Still, Scott and a colleague said they got some encouraging insights for their potential VoIP project at the Next Generation Networks conference held in Boston earlier this month. St. Vincent has been calculating an estimate for the project based on an expected need to add quality-of-service software and new switches to its network. But the two IT staffers were told at a tutorial that the QoS expense might not be necessary. The health care company plans to continue its evaluation “because everybody is doing (VoIP),” Scott said.
Scott and his co-worker weren’t deterred by skepticism that was voiced during a lunch table discussion by two VoIP adopters who work at financial services firms based in the Northeast U.S.

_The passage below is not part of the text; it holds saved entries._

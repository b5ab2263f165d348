//! Record identifier generation.
//!
//! Identifiers are opaque lowercase strings: a short entity prefix followed
//! by a random suffix (`stf3f2c…`, `atten91b4…`). Caller-supplied
//! identifiers are normalized to the same lowercase form before use.

use uuid::Uuid;

/// Generates a new record identifier with the given entity prefix.
#[must_use]
pub fn generate(prefix: &str) -> String {
    format!("{}{}", prefix, Uuid::new_v4().simple())
}

/// Normalizes a caller-supplied identifier.
#[must_use]
pub fn normalize(id: &str) -> String {
    id.trim().to_lowercase()
}

#[cfg(test)]
mod tests {
    use super::*;

    #[test]
    fn test_generate_carries_prefix() {
        let id = generate("stf");
        assert!(id.starts_with("stf"));
        assert!(id.len() > "stf".len());
    }

    #[test]
    fn test_generate_is_unique() {
        let a = generate("leav");
        let b = generate("leav");
        assert_ne!(a, b);
    }

    #[test]
    fn test_generate_is_lowercase() {
        let id = generate("atten");
        assert_eq!(id, id.to_lowercase());
    }

    #[test]
    fn test_normalize() {
        assert_eq!(normalize("  STF001 "), "stf001");
        assert_eq!(normalize("proj-Alpha"), "proj-alpha");
    }
}
//! Client DAO (MongoDB).

use crate::dao::ClientDao;
use crate::handle::DatabaseHandle;
use crate::mongo::common::{self, execute_find_list};
use async_trait::async_trait;
use bson::{doc, Document};
use mongodb::Collection;
use std::sync::Arc;
use tessera_core::fields::{self, coll};
use tessera_core::{ListQuery, ListResult, TenantContext, TesseraResult};
use tracing::debug;

/// MongoDB client DAO.
#[derive(Debug, Clone)]
pub struct MongoClientDao {
    handle: Arc<DatabaseHandle>,
    ctx: TenantContext,
}

impl MongoClientDao {
    /// Creates a client DAO scoped to the given tenant.
    #[must_use]
    pub fn new(handle: Arc<DatabaseHandle>, ctx: TenantContext) -> Self {
        Self { handle, ctx }
    }

    fn collection(&self) -> Collection<Document> {
        self.handle.collection(coll::HR_CLIENTS)
    }
}

#[async_trait]
impl ClientDao for MongoClientDao {
    async fn list(&self, query: &ListQuery) -> TesseraResult<ListResult> {
        debug!("Listing client records for business {}", self.ctx.business_id());

        let caller = common::parse_filter(query.filter.as_deref());
        let scoped = common::tenant_scope(caller, &self.ctx);
        let base = common::tenant_scope(Document::new(), &self.ctx);

        execute_find_list(&self.collection(), scoped, base, query).await
    }

    async fn get(&self, client_id: &str) -> TesseraResult<Option<Document>> {
        debug!("Getting client record {}", client_id);

        let filter = common::keyed_scope(fields::CLIENT_ID, client_id, &self.ctx);
        let row = self.collection().find_one(filter).await?;
        Ok(row.map(common::amend_for_get))
    }

    async fn find(&self, filter: &str) -> TesseraResult<Option<Document>> {
        debug!("Finding client record by filter");

        let scoped = common::tenant_scope(common::parse_filter(Some(filter)), &self.ctx);
        let row = self.collection().find_one(scoped).await?;
        Ok(row.map(common::amend_for_get))
    }

    async fn create(&self, data: Document) -> TesseraResult<Document> {
        debug!("Creating client record");

        let data = common::stamp_for_create(data);
        self.collection().insert_one(&data).await?;
        Ok(data)
    }

    async fn update(&self, client_id: &str, data: Document) -> TesseraResult<Document> {
        debug!("Updating client record {}", client_id);

        let data = common::stamp_for_update(data);
        let filter = common::keyed(fields::CLIENT_ID, client_id, &self.ctx);
        self.collection()
            .update_one(filter, doc! { "$set": data.clone() })
            .await?;
        Ok(data)
    }

    async fn delete(&self, client_id: &str) -> TesseraResult<u64> {
        debug!("Deleting client record {}", client_id);

        let filter = common::keyed(fields::CLIENT_ID, client_id, &self.ctx);
        let result = self.collection().delete_one(filter).await?;
        Ok(result.deleted_count)
    }

    async fn delete_all(&self) -> TesseraResult<u64> {
        debug!(
            "Deleting all client records for business {}",
            self.ctx.business_id()
        );

        let filter = doc! { fields::BUSINESS_ID: self.ctx.business_id() };
        let result = self.collection().delete_many(filter).await?;
        Ok(result.deleted_count)
    }
}
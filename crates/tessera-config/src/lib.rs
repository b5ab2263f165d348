//! # Tessera Config
//!
//! Layered configuration loading and tracing initialization.

pub mod app_config;
pub mod loader;
pub mod logging;

pub use app_config::*;
pub use loader::*;
pub use logging::*;
//! Result type alias used across all crates.

use crate::error::TesseraError;

/// Result type for all Tessera operations.
pub type TesseraResult<T> = Result<T, TesseraError>;
//! # Tessera Repository
//!
//! DAO traits and their MongoDB implementations. Every DAO is scoped to a
//! tenant ([`TenantContext`](tessera_core::TenantContext)) and works on
//! loosely-typed [`Document`](bson::Document) rows.

pub mod dao;
pub mod handle;
pub mod mongo;

pub use dao::*;
pub use handle::*;
pub use mongo::*;
//! Shared helpers for MongoDB integration tests.

use std::sync::Arc;
use tessera_config::DatabaseConfig;
use tessera_core::TenantContext;
use tessera_repository::DatabaseHandle;
use uuid::Uuid;

/// A throwaway database on the server named by `TESSERA_TEST_MONGODB_URI`.
///
/// Returns `None` when the variable is unset so the suite skips cleanly on
/// machines without a test server.
pub struct TestDatabase {
    handle: Arc<DatabaseHandle>,
}

impl TestDatabase {
    pub async fn connect() -> Option<Self> {
        let uri = std::env::var("TESSERA_TEST_MONGODB_URI").ok()?;

        let config = DatabaseConfig {
            uri,
            database: format!("tessera_test_{}", Uuid::new_v4().simple()),
            ..DatabaseConfig::default()
        };
        let handle = DatabaseHandle::connect(&config)
            .await
            .expect("Failed to connect to test MongoDB");

        Some(Self {
            handle: Arc::new(handle),
        })
    }

    pub fn handle(&self) -> Arc<DatabaseHandle> {
        Arc::clone(&self.handle)
    }

    pub async fn cleanup(&self) {
        self.handle
            .database()
            .drop()
            .await
            .expect("Failed to drop test database");
    }
}

pub fn tenant(business_id: &str) -> TenantContext {
    TenantContext::new(business_id).unwrap()
}
//! Hours-factor profile DAO (MongoDB).

use crate::dao::HoursFactorDao;
use crate::handle::DatabaseHandle;
use crate::mongo::common::{self, execute_find_list};
use async_trait::async_trait;
use bson::{doc, Document};
use mongodb::Collection;
use std::sync::Arc;
use tessera_core::fields::{self, coll};
use tessera_core::{ListQuery, ListResult, TenantContext, TesseraResult};
use tracing::debug;

/// MongoDB hours-factor profile DAO.
#[derive(Debug, Clone)]
pub struct MongoHoursFactorDao {
    handle: Arc<DatabaseHandle>,
    ctx: TenantContext,
}

impl MongoHoursFactorDao {
    /// Creates an hours-factor DAO scoped to the given tenant.
    #[must_use]
    pub fn new(handle: Arc<DatabaseHandle>, ctx: TenantContext) -> Self {
        Self { handle, ctx }
    }

    fn collection(&self) -> Collection<Document> {
        self.handle.collection(coll::HR_HOURS_FACTOR_PROFILES)
    }
}

#[async_trait]
impl HoursFactorDao for MongoHoursFactorDao {
    async fn list(&self, query: &ListQuery) -> TesseraResult<ListResult> {
        debug!(
            "Listing hours-factor profiles for business {}",
            self.ctx.business_id()
        );

        let caller = common::parse_filter(query.filter.as_deref());
        let scoped = common::tenant_scope(caller, &self.ctx);
        let base = common::tenant_scope(Document::new(), &self.ctx);

        execute_find_list(&self.collection(), scoped, base, query).await
    }

    async fn get(&self, hours_factor_id: &str) -> TesseraResult<Option<Document>> {
        debug!("Getting hours-factor profile {}", hours_factor_id);

        let filter = common::keyed_scope(fields::HOURS_FACTOR_ID, hours_factor_id, &self.ctx);
        let row = self.collection().find_one(filter).await?;
        Ok(row.map(common::amend_for_get))
    }

    async fn find(&self, filter: &str) -> TesseraResult<Option<Document>> {
        debug!("Finding hours-factor profile by filter");

        let scoped = common::tenant_scope(common::parse_filter(Some(filter)), &self.ctx);
        let row = self.collection().find_one(scoped).await?;
        Ok(row.map(common::amend_for_get))
    }

    async fn create(&self, data: Document) -> TesseraResult<Document> {
        debug!("Creating hours-factor profile");

        let data = common::stamp_for_create(data);
        self.collection().insert_one(&data).await?;
        Ok(data)
    }

    async fn update(&self, hours_factor_id: &str, data: Document) -> TesseraResult<Document> {
        debug!("Updating hours-factor profile {}", hours_factor_id);

        let data = common::stamp_for_update(data);
        let filter = common::keyed(fields::HOURS_FACTOR_ID, hours_factor_id, &self.ctx);
        self.collection()
            .update_one(filter, doc! { "$set": data.clone() })
            .await?;
        Ok(data)
    }

    async fn delete(&self, hours_factor_id: &str) -> TesseraResult<u64> {
        debug!("Deleting hours-factor profile {}", hours_factor_id);

        let filter = common::keyed(fields::HOURS_FACTOR_ID, hours_factor_id, &self.ctx);
        let result = self.collection().delete_one(filter).await?;
        Ok(result.deleted_count)
    }

    async fn delete_all(&self) -> TesseraResult<u64> {
        debug!(
            "Deleting all hours-factor profiles for business {}",
            self.ctx.business_id()
        );

        let filter = doc! { fields::BUSINESS_ID: self.ctx.business_id() };
        let result = self.collection().delete_many(filter).await?;
        Ok(result.deleted_count)
    }
}
//! Application configuration structures.

use serde::{Deserialize, Serialize};
use std::time::Duration;

/// Root application configuration.
#[derive(Debug, Clone, Default, Serialize, Deserialize)]
pub struct AppConfig {
    /// Application name and metadata.
    #[serde(default)]
    pub app: AppMetadata,

    /// Database configuration.
    #[serde(default)]
    pub database: DatabaseConfig,

    /// Logging configuration.
    #[serde(default)]
    pub logging: LoggingConfig,
}

/// Application metadata.
#[derive(Debug, Clone, Serialize, Deserialize)]
pub struct AppMetadata {
    /// Application name.
    pub name: String,
    /// Application version.
    pub version: String,
    /// Environment (development, staging, production).
    pub environment: String,
}

impl Default for AppMetadata {
    fn default() -> Self {
        Self {
            name: "tessera-hr".to_string(),
            version: env!("CARGO_PKG_VERSION").to_string(),
            environment: "development".to_string(),
        }
    }
}

/// Document database configuration.
#[derive(Debug, Clone, Serialize, Deserialize)]
pub struct DatabaseConfig {
    /// MongoDB connection string.
    pub uri: String,
    /// Database name.
    pub database: String,
    /// Application name reported to the server.
    pub app_name: String,
    /// Minimum connections kept in the pool.
    pub min_pool_size: u32,
    /// Maximum connections in the pool.
    pub max_pool_size: u32,
    /// Connection timeout in seconds.
    pub connect_timeout_secs: u64,
}

impl Default for DatabaseConfig {
    fn default() -> Self {
        Self {
            uri: "mongodb://localhost:27017".to_string(),
            database: "tessera_hr".to_string(),
            app_name: "tessera-hr".to_string(),
            min_pool_size: 1,
            max_pool_size: 10,
            connect_timeout_secs: 10,
        }
    }
}

impl DatabaseConfig {
    /// Returns the connection timeout as a Duration.
    #[must_use]
    pub const fn connect_timeout(&self) -> Duration {
        Duration::from_secs(self.connect_timeout_secs)
    }
}

/// Logging configuration.
#[derive(Debug, Clone, Serialize, Deserialize)]
pub struct LoggingConfig {
    /// Log filter directive, e.g. `info` or `tessera_repository=debug`.
    pub level: String,
    /// Emit JSON-formatted log lines instead of human-readable ones.
    pub json: bool,
}

impl Default for LoggingConfig {
    fn default() -> Self {
        Self {
            level: "info".to_string(),
            json: false,
        }
    }
}

#[cfg(test)]
mod tests {
    use super::*;

    #[test]
    fn test_default_config() {
        let config = AppConfig::default();
        assert_eq!(config.database.database, "tessera_hr");
        assert_eq!(config.database.max_pool_size, 10);
        assert_eq!(config.logging.level, "info");
        assert!(!config.logging.json);
    }

    #[test]
    fn test_connect_timeout() {
        let config = DatabaseConfig::default();
        assert_eq!(config.connect_timeout(), Duration::from_secs(10));
    }
}
//! List query parameters and the result envelope.

use bson::Document;
use serde::{Deserialize, Serialize};

/// Parameters for a paged, filtered list operation.
///
/// `filter` and `sort` are caller-supplied extended-JSON expressions; a
/// value that fails to parse is ignored rather than failing the request.
/// `skip` and `limit` take effect only when positive.
#[derive(Debug, Clone, Default, Serialize, Deserialize)]
pub struct ListQuery {
    /// Extended-JSON filter expression, e.g. `{"leave_type": "Casual Leave"}`.
    #[serde(skip_serializing_if = "Option::is_none")]
    pub filter: Option<String>,
    /// Extended-JSON sort expression, e.g. `{"date_time": -1}`.
    #[serde(skip_serializing_if = "Option::is_none")]
    pub sort: Option<String>,
    /// Number of rows to skip.
    #[serde(default)]
    pub skip: i64,
    /// Maximum number of rows to return.
    #[serde(default)]
    pub limit: i64,
}

impl ListQuery {
    /// Creates an empty query (no filter, no sort, no pagination).
    #[must_use]
    pub fn new() -> Self {
        Self::default()
    }

    /// Sets the filter expression.
    #[must_use]
    pub fn with_filter(mut self, filter: impl Into<String>) -> Self {
        self.filter = Some(filter.into());
        self
    }

    /// Sets the sort expression.
    #[must_use]
    pub fn with_sort(mut self, sort: impl Into<String>) -> Self {
        self.sort = Some(sort.into());
        self
    }

    /// Sets the number of rows to skip.
    #[must_use]
    pub const fn with_skip(mut self, skip: i64) -> Self {
        self.skip = skip;
        self
    }

    /// Sets the maximum number of rows to return.
    #[must_use]
    pub const fn with_limit(mut self, limit: i64) -> Self {
        self.limit = limit;
        self
    }
}

/// Row counts reported alongside a list page.
#[derive(Debug, Clone, Copy, PartialEq, Eq, Serialize, Deserialize)]
pub struct ListSummary {
    /// Documents matching the mandatory scope (tenant + not deleted).
    pub total_size: u64,
    /// Documents matching the scoped caller filter.
    pub filtered_size: u64,
    /// Rows actually returned on this page.
    pub result_size: usize,
}

/// A page of loosely-typed rows with its summary counts.
#[derive(Debug, Clone, Serialize, Deserialize)]
pub struct ListResult {
    /// Count summary.
    pub summary: ListSummary,
    /// The returned rows.
    pub items: Vec<Document>,
}

impl ListResult {
    /// Creates a result envelope; `result_size` is derived from the rows.
    #[must_use]
    pub fn new(items: Vec<Document>, total_size: u64, filtered_size: u64) -> Self {
        let result_size = items.len();
        Self {
            summary: ListSummary {
                total_size,
                filtered_size,
                result_size,
            },
            items,
        }
    }

    /// Creates an empty envelope.
    #[must_use]
    pub fn empty() -> Self {
        Self::new(Vec::new(), 0, 0)
    }

    /// Returns true if no rows were returned.
    #[must_use]
    pub fn is_empty(&self) -> bool {
        self.items.is_empty()
    }

    /// Returns the number of returned rows.
    #[must_use]
    pub fn len(&self) -> usize {
        self.items.len()
    }
}

#[cfg(test)]
mod tests {
    use super::*;
    use bson::doc;

    #[test]
    fn test_query_builder() {
        let query = ListQuery::new()
            .with_filter(r#"{"leave_type": "Permission"}"#)
            .with_sort(r#"{"created_at": -1}"#)
            .with_skip(20)
            .with_limit(10);

        assert_eq!(query.filter.as_deref(), Some(r#"{"leave_type": "Permission"}"#));
        assert_eq!(query.sort.as_deref(), Some(r#"{"created_at": -1}"#));
        assert_eq!(query.skip, 20);
        assert_eq!(query.limit, 10);
    }

    #[test]
    fn test_default_query_is_unbounded() {
        let query = ListQuery::new();
        assert!(query.filter.is_none());
        assert!(query.sort.is_none());
        assert_eq!(query.skip, 0);
        assert_eq!(query.limit, 0);
    }

    #[test]
    fn test_result_size_is_derived() {
        let rows = vec![doc! {"staff_id": "stf01"}, doc! {"staff_id": "stf02"}];
        let result = ListResult::new(rows, 10, 5);

        assert_eq!(result.summary.total_size, 10);
        assert_eq!(result.summary.filtered_size, 5);
        assert_eq!(result.summary.result_size, 2);
        assert_eq!(result.len(), 2);
        assert!(!result.is_empty());
    }

    #[test]
    fn test_empty_result() {
        let result = ListResult::empty();
        assert!(result.is_empty());
        assert_eq!(result.summary.result_size, 0);
    }
}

Both users asked that neither they nor their companies be identified. One said a two-year rollout of VoIP technology to hundreds of workers at his company is being praised by the IT managers who conceived the project. But it gets low marks from many end users who say that call forwarding and other call routing functions “just don’t work all the time,” he added.
The primary benefit of the VoIP system is that it now costs less than it once did to relocate end users or add new ones. Employees now can set up service at different PC-based phones with a few keystrokes instead of waiting for a technician to do hours of work.
The second IT manager from a financial services firm said a trial project showed that the required investment wasn’t cost-effective when judged purely on the financial ramifications of converting analogue and digital phones to VoIP equipment. But he plans to continue testing the technology for vendor-touted applications like voice interpretation of e-mail text, video links, virtual whiteboard tools and voice connections over PCs.
Harvard University began an initial VoIP rollout in June for about 200 end users but isn’t seeing much cost savings over its previous telecommunications system, said Scott Bradner, a senior technical consultant at the school.
Bradner added that configuring the VoIP equipment supplied by Cisco Systems Inc. has been “difficult.” But he predicted that the cost savings will increase as the new system is rolled out to a larger group of users.
Johna Till Johnson, president of Nemertes Research LLC in New York, said 31 of 50 large companies she surveyed this year reported that they’re using VoIP technology.
“Effective cost-justification is a major challenge,” Johnson said. But the survey showed that VoIP systems are about 22 per cent less expensive to operate than circuit-switched networks, she said, adding that her research wasn’t sponsored by any IT vendors.